Fear #3 – copyeditors will let me embarrass myself

Books stick around for a loooong time. You don’t want bloopers in print and online for ever! Everyone makes bloopers.

A good copyeditor will do some very basic fact-checking. If you say the Battle of Hastings was in 1096, your editor should fix that. If you attribute an idea to the wrong philosopher, your editor shouldn’t be expected to know that, nor if you misinterpret that idea. But you may get lucky and your editor is a subject specialist in just that part of your field.

If your book is full of difficult-to-spell names, or names that change according to context (typical in books about mediaeval history, for instance, where you may get the modern version of a name, its Latin equivalent and the original name in the local language), your copyeditor should be checking those, standardising some spellings to the ones you use most often, or raising AQs for where there’s a lot of flip-flopping.

I had one book to edit that included a chapter about a film I’d seen a while back. So when the author showed the famous poster for the movie and attributed it to the wrong scene, I felt something was off. I rewatched the movie and found that I had indeed remembered right. So I was able to highlight the error and invite the author to redraft that bit. She was, as you might imagine, very grateful! But she would have been wrong to rely on me knowing that. Fortunately, I liked that movie and didn’t mind spending my own time watching it again!

Publishers don’t, in my experience, put a lot of effort into appointing subject specialists to edit particular books. They may well make more of an effort for textbooks, but my last few edits have been Shakespeare, economic geography, drones, blockchain and legal rhetoric and that’s entirely typical.

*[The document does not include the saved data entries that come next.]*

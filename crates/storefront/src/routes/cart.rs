//! Cart route handlers.
//!
//! The cart lives in the visitor's session. Each handler loads it, applies
//! one `shopcart_core::Cart` transformation, stores the result, and
//! redirects back to the product page.

use askama::Template;
use askama_web::WebTemplate;
use axum::{
    Form,
    extract::State,
    response::{IntoResponse, Redirect},
};
use serde::Deserialize;
use shopcart_core::{Cart, CartLine, ProductId};
use tower_sessions::Session;
use tracing::instrument;

use crate::error::{AppError, Result, add_breadcrumb};
use crate::models::{self, session_keys};
use crate::state::AppState;

/// Acknowledgment shown when the visitor presses "Buy now".
pub const BUY_NOW_NOTICE: &str = "Proceeding to checkout";

/// Cart line display data for templates.
#[derive(Clone)]
pub struct CartItemView {
    pub id: i32,
    pub title: String,
    pub image: String,
    pub quantity: u32,
    pub price: String,
    pub line_price: String,
}

/// Cart display data for templates.
#[derive(Clone)]
pub struct CartView {
    pub items: Vec<CartItemView>,
    pub total: String,
    pub item_count: u32,
}

impl CartView {
    /// Whether the cart has no lines.
    #[must_use]
    pub fn is_empty(&self) -> bool {
        self.items.is_empty()
    }
}

impl From<&Cart> for CartView {
    fn from(cart: &Cart) -> Self {
        Self {
            items: cart.lines().iter().map(CartItemView::from).collect(),
            total: cart.total_price().to_string(),
            item_count: cart.item_count(),
        }
    }
}

impl From<&CartLine> for CartItemView {
    fn from(line: &CartLine) -> Self {
        Self {
            id: line.id.as_i32(),
            title: line.title.clone(),
            image: line.image.clone(),
            quantity: line.quantity(),
            price: line.price.to_string(),
            line_price: line.line_total().to_string(),
        }
    }
}

/// Form data naming a single product.
#[derive(Debug, Deserialize)]
pub struct CartProductForm {
    pub product_id: ProductId,
}

/// Cart count badge fragment template.
#[derive(Template, WebTemplate)]
#[template(path = "partials/cart_count.html")]
pub struct CartCountTemplate {
    pub count: u32,
}

// =============================================================================
// Session Helpers
// =============================================================================

/// Load the visitor's cart (empty if they have none).
pub async fn load_cart(session: &Session) -> Result<Cart> {
    models::load(session, session_keys::CART).await
}

/// Apply `change` to the visitor's cart and store the result.
async fn update_cart<F>(session: &Session, change: F) -> Result<Cart>
where
    F: FnOnce(Cart) -> Cart + Send,
{
    let cart = change(load_cart(session).await?);
    models::store(session, session_keys::CART, &cart).await?;
    Ok(cart)
}

// =============================================================================
// Handlers
// =============================================================================

/// Add one unit of a catalog product.
///
/// The form only carries the product id, so the product is looked up in
/// the catalog first.
#[instrument(skip(state, session))]
pub async fn add(
    State(state): State<AppState>,
    session: Session,
    Form(form): Form<CartProductForm>,
) -> Result<Redirect> {
    let catalog = state.catalog();
    if !catalog.is_ready() {
        return Err(AppError::CatalogUnavailable);
    }
    let product = catalog
        .find(form.product_id)
        .ok_or_else(|| AppError::NotFound(format!("product {}", form.product_id)))?;

    let cart = update_cart(&session, |cart| cart.add(&product)).await?;

    let product_id = form.product_id.to_string();
    add_breadcrumb("cart", "Added product", Some(&[("product_id", product_id.as_str())]));
    tracing::info!(
        product_id = %form.product_id,
        items = cart.item_count(),
        "Added product to cart"
    );

    Ok(Redirect::to("/"))
}

/// Remove a product's line entirely.
#[instrument(skip(session))]
pub async fn remove(session: Session, Form(form): Form<CartProductForm>) -> Result<Redirect> {
    update_cart(&session, |cart| cart.remove(form.product_id)).await?;
    Ok(Redirect::to("/"))
}

/// Add one unit to a line already in the cart.
#[instrument(skip(session))]
pub async fn increase(session: Session, Form(form): Form<CartProductForm>) -> Result<Redirect> {
    update_cart(&session, |cart| cart.increase(form.product_id)).await?;
    Ok(Redirect::to("/"))
}

/// Take one unit off a line, dropping it at zero.
#[instrument(skip(session))]
pub async fn decrease(session: Session, Form(form): Form<CartProductForm>) -> Result<Redirect> {
    update_cart(&session, |cart| cart.decrease(form.product_id)).await?;
    Ok(Redirect::to("/"))
}

/// Empty the cart.
#[instrument(skip(session))]
pub async fn clear(session: Session) -> Result<Redirect> {
    update_cart(&session, Cart::clear).await?;
    add_breadcrumb("cart", "Cleared cart", None);
    Ok(Redirect::to("/"))
}

/// Acknowledge a purchase request.
///
/// Leaves the cart untouched and talks to no payment service; the notice is
/// shown once on the next page render.
#[instrument(skip(session))]
pub async fn buy(session: Session) -> Result<Redirect> {
    models::store(&session, session_keys::FLASH, &BUY_NOW_NOTICE).await?;
    tracing::info!("Buy now acknowledged");
    Ok(Redirect::to("/"))
}

/// Get cart count badge.
#[instrument(skip(session))]
pub async fn count(session: Session) -> Result<impl IntoResponse> {
    let cart = load_cart(&session).await?;
    Ok(CartCountTemplate {
        count: cart.item_count(),
    })
}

The author really is meant to know what they’re writing about, and they retain that responsibility throughout. At root, edits are suggestions – though for some things they might be rather forceful suggestions, when it comes to house style!

The edit itself will remove things that might cause embarrassment if they made it into print. The number of times I had to put the second Z into Condoleezza Rice’s name!! And the second N into ‘millennium’!

Fear #4 – copyeditors will take over

The copyeditor represents the reader. They want the reader to stay in the text and not be distracted by silly little gaffes, misspellings and inconsistencies. They add a shine to the book by polishing up the mechanics, and ironing out the wrinkles – sometimes by themselves, if it’s obvious what the fix is, and sometimes by alerting you, the author, to make a correction.

Your ideas. Your voice. Your words. Just swept clean and buffed up. I’ve got your back.

And if I’m not the editor for you, then there are hundreds of great editors in the Chartered Institute of Editing and Proofreading’s Directory of Editorial Services.